Criminal Justice Involvement and Consequences
Brayne’s research was broken into five groups based on criminal justice involvement: those who had simply been stopped and questioned by police were on the lower end of the research scale, while those who had been incarcerated were on the highest end. The assumption was that those who had lesser involvement would react perhaps less suspiciously when considering participating in formal institutions. Also, she ran her tests against informal institutions including churches and volunteer organizations, with the intent of isolating the record-keeping aspect of formal institutions.
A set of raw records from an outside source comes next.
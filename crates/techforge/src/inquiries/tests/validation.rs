use super::common::*;
use crate::inquiries::validation::{NAME_MAX, PHONE_MAX};
use crate::inquiries::{
    is_deliverable_address, is_phone_number, validate_reply, validate_submission,
    ContactSubmission,
};

#[test]
fn accepts_a_complete_submission_and_trims_it() {
    let mut raw = submission();
    raw.name = "  Ada Lovelace ".to_string();
    raw.email = " ada@example.com".to_string();

    let fields = validate_submission(&raw).expect("valid submission");
    assert_eq!(fields.name, "Ada Lovelace");
    assert_eq!(fields.email, "ada@example.com");
    assert_eq!(fields.phone.as_deref(), Some("+1 555-123-4567"));
    assert_eq!(fields.company.as_deref(), Some("Analytical Engines Ltd"));
}

#[test]
fn blank_optional_fields_become_absent() {
    let mut raw = submission();
    raw.phone = Some("   ".to_string());
    raw.company = Some(String::new());

    let fields = validate_submission(&raw).expect("valid submission");
    assert_eq!(fields.phone, None);
    assert_eq!(fields.company, None);
}

#[test]
fn reports_every_missing_required_field() {
    let raw = ContactSubmission {
        name: " ".to_string(),
        ..ContactSubmission::default()
    };

    let errors = validate_submission(&raw).expect_err("empty form is rejected");
    assert_eq!(
        errors.fields().collect::<Vec<_>>(),
        vec!["email", "message", "name", "subject"]
    );
    assert_eq!(errors.get("name"), Some("This field is required."));
}

#[test]
fn rejects_malformed_email() {
    let mut raw = submission();
    raw.email = "ada-at-example".to_string();

    let errors = validate_submission(&raw).expect_err("bad email");
    assert_eq!(errors.len(), 1);
    assert_eq!(errors.get("email"), Some("Enter a valid email address."));
}

#[test]
fn rejects_addresses_the_mail_transport_cannot_reach() {
    assert!(is_deliverable_address("ada@example.com"));
    assert!(!is_deliverable_address("x@[127.0.0.1]"));

    let mut raw = submission();
    raw.email = "x@[127.0.0.1]".to_string();
    let errors = validate_submission(&raw).expect_err("domain literal");
    assert_eq!(errors.len(), 1);
    assert_eq!(errors.get("email"), Some("Enter a valid email address."));
}

#[test]
fn length_limits_report_both_counts() {
    let mut raw = submission();
    raw.name = "x".repeat(NAME_MAX + 1);
    raw.phone = Some("1".repeat(PHONE_MAX + 5));

    let errors = validate_submission(&raw).expect_err("too long");
    assert_eq!(
        errors.get("name"),
        Some("Ensure this value has at most 100 characters (it has 101).")
    );
    assert_eq!(
        errors.get("phone"),
        Some("Ensure this value has at most 20 characters (it has 25).")
    );
}

#[test]
fn phone_numbers_allow_spacing_and_one_leading_plus() {
    assert!(is_phone_number("+1 555-123-4567"));
    assert!(is_phone_number("555 1234"));
    assert!(is_phone_number("0044-20-7946-0018"));

    assert!(!is_phone_number("call me"));
    assert!(!is_phone_number("++1 555"));
    assert!(!is_phone_number("555+1234"));
    assert!(!is_phone_number("- -"));
}

#[test]
fn phone_failures_use_the_form_message() {
    let mut raw = submission();
    raw.phone = Some("call me".to_string());

    let errors = validate_submission(&raw).expect_err("bad phone");
    assert_eq!(errors.get("phone"), Some("Please enter a valid phone number."));
}

#[test]
fn replies_need_subject_and_message() {
    let errors = validate_reply(&reply(" ", "", true)).expect_err("blank reply");
    assert!(errors.contains("reply_subject"));
    assert!(errors.contains("reply_message"));

    let draft = validate_reply(&reply("Re: Pricing", "  Thanks!  ", false)).expect("valid");
    assert_eq!(draft.reply_message, "Thanks!");
    assert!(!draft.send_email);
}

#[test]
fn send_flag_honours_checkbox_and_falsy_values() {
    for (value, expected) in [
        (None, false),
        (Some("on"), true),
        (Some("true"), true),
        (Some("1"), true),
        (Some(""), false),
        (Some("false"), false),
        (Some("OFF"), false),
        (Some("0"), false),
    ] {
        let mut raw = reply("Re: Pricing", "Thanks", false);
        raw.send_email = value.map(str::to_string);
        assert_eq!(raw.wants_send(), expected, "send_email={value:?}");
    }
}

#[test]
fn reply_notes_and_signature_are_normalized() {
    let mut raw = reply("Re: Pricing", "Thanks", true);
    raw.admin_notes = Some("   ".to_string());
    raw.sender_name = Some(" Grace ".to_string());

    let draft = validate_reply(&raw).expect("valid");
    assert_eq!(draft.admin_notes, None);
    assert_eq!(draft.sender_name.as_deref(), Some("Grace"));
}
Her results indicated that people who have had criminal justice involvement are less likely to engage with banks, schools, employers, and were even less likely to go to the hospital when they were hurt. Surprisingly, it didn’t matter if the people had been convicted of a crime, incarcerated, or merely stopped and questioned by the police: the impact of criminal justice encounters more broadly led to a reduction in accessing these institutions. This meant that for those who found themselves interacting with police, say in neighborhoods where it was more common to have police presence, they would be less likely to build credit, get an education, and work in stable environments.
Considering the Ramifications
Criminal justice involvement is not what it used to be. In the new, digital age, people that are low income, already marginalized, or particularly vulnerable are more likely to be isolated into corners of society under these broader surveillance systems. The weaponization of government assistance programs to be used as tools to catch criminal suspects is an egregious overstep of law enforcement, threatening both workers at such programs and the families of the suspects, who will now have a lifetime of mistrust over these important programs.
Purposes of data collection need to be reevaluated. It is unacceptable in any society that even pays homage to notions of freedom to be using data as a way to spy on behalf of state-supported police agencies: policing in democracies is established by consent: this is not consensual. The impacts on these policies will deepen an individual’s marginalization from society, and while it is more pronounced in minority groups, others felt a deep sense of insecurity at being surveilled while just trying to see a doctor.
One of the concerns about mass collection of data is the human propensity to engage in fuckery, if given the opportunity. We should have the frame that we know the maximum amount possible about them, and they should know the least amount about us.